THE PROBLEM ->
An exact restatement of every record is required.

Stored items
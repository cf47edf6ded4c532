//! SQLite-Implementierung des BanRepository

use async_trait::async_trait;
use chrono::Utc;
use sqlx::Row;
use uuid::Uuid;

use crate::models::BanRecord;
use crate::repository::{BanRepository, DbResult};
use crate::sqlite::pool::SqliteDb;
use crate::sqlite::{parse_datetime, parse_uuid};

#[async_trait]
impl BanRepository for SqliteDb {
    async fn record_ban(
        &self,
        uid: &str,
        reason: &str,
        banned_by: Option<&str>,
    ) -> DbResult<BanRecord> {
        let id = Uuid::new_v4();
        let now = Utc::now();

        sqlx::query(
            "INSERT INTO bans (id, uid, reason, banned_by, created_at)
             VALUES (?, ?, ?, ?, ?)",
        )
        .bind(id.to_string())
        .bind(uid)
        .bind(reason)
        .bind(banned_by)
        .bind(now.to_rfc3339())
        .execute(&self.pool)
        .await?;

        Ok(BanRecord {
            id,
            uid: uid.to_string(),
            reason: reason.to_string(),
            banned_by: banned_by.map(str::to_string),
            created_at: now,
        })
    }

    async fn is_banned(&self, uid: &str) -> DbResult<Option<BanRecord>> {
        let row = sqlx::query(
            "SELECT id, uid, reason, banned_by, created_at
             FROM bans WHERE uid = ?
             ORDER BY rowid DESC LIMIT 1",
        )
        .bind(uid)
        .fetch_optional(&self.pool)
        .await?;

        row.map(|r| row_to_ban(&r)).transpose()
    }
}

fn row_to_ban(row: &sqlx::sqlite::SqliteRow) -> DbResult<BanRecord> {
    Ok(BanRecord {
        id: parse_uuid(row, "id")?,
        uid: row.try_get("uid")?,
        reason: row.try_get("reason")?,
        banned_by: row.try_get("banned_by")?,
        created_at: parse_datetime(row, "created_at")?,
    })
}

TASK RESULT ->
repository cf47edf6ded4c532
//! SQLite-Implementierung des BanRepository

use async_trait::async_trait;
use chrono::Utc;
use sqlx::Row;
use uuid::Uuid;

use crate::models::BanRecord;
use crate::repository::{BanRepository, DbResult};
use crate::sqlite::pool::SqliteDb;
use crate::sqlite::{parse_datetime, parse_uuid};

#[async_trait]
impl BanRepository for SqliteDb {
    async fn record_ban(
        &self,
        uid: &str,
        reason: &str,
        banned_by: Option<&str>,
    ) -> DbResult<BanRecord> {
        let id = Uuid::new_v4();
        let now = Utc::now();

        sqlx::query(
            "INSERT INTO bans (id, uid, reason, banned_by, created_at)
             VALUES (?, ?, ?, ?, ?)",
        )
        .bind(id.to_string())
        .bind(uid)
        .bind(reason)
        .bind(banned_by)
        .bind(now.to_rfc3339())
        .execute(&self.pool)
        .await?;

        Ok(BanRecord {
            id,
            uid: uid.to_string(),
            reason: reason.to_string(),
            banned_by: banned_by.map(str::to_string),
            created_at: now,
        })
    }

    async fn is_banned(&self, uid: &str) -> DbResult<Option<BanRecord>> {
        let row = sqlx::query(
            "SELECT id, uid, reason, banned_by, created_at
             FROM bans WHERE uid = ?
             ORDER BY rowid DESC LIMIT 1",
        )
        .bind(uid)
        .fetch_optional(&self.pool)
        .await?;

        row.map(|r| row_to_ban(&r)).transpose()
    }
}

fn row_to_ban(row: &sqlx::sqlite::SqliteRow) -> DbResult<BanRecord> {
    Ok(BanRecord {
        id: parse_uuid(row, "id")?,
        uid: row.try_get("uid")?,
        reason: row.try_get("reason")?,
        banned_by: row.try_get("banned_by")?,
        created_at: parse_datetime(row, "created_at")?,
    })
}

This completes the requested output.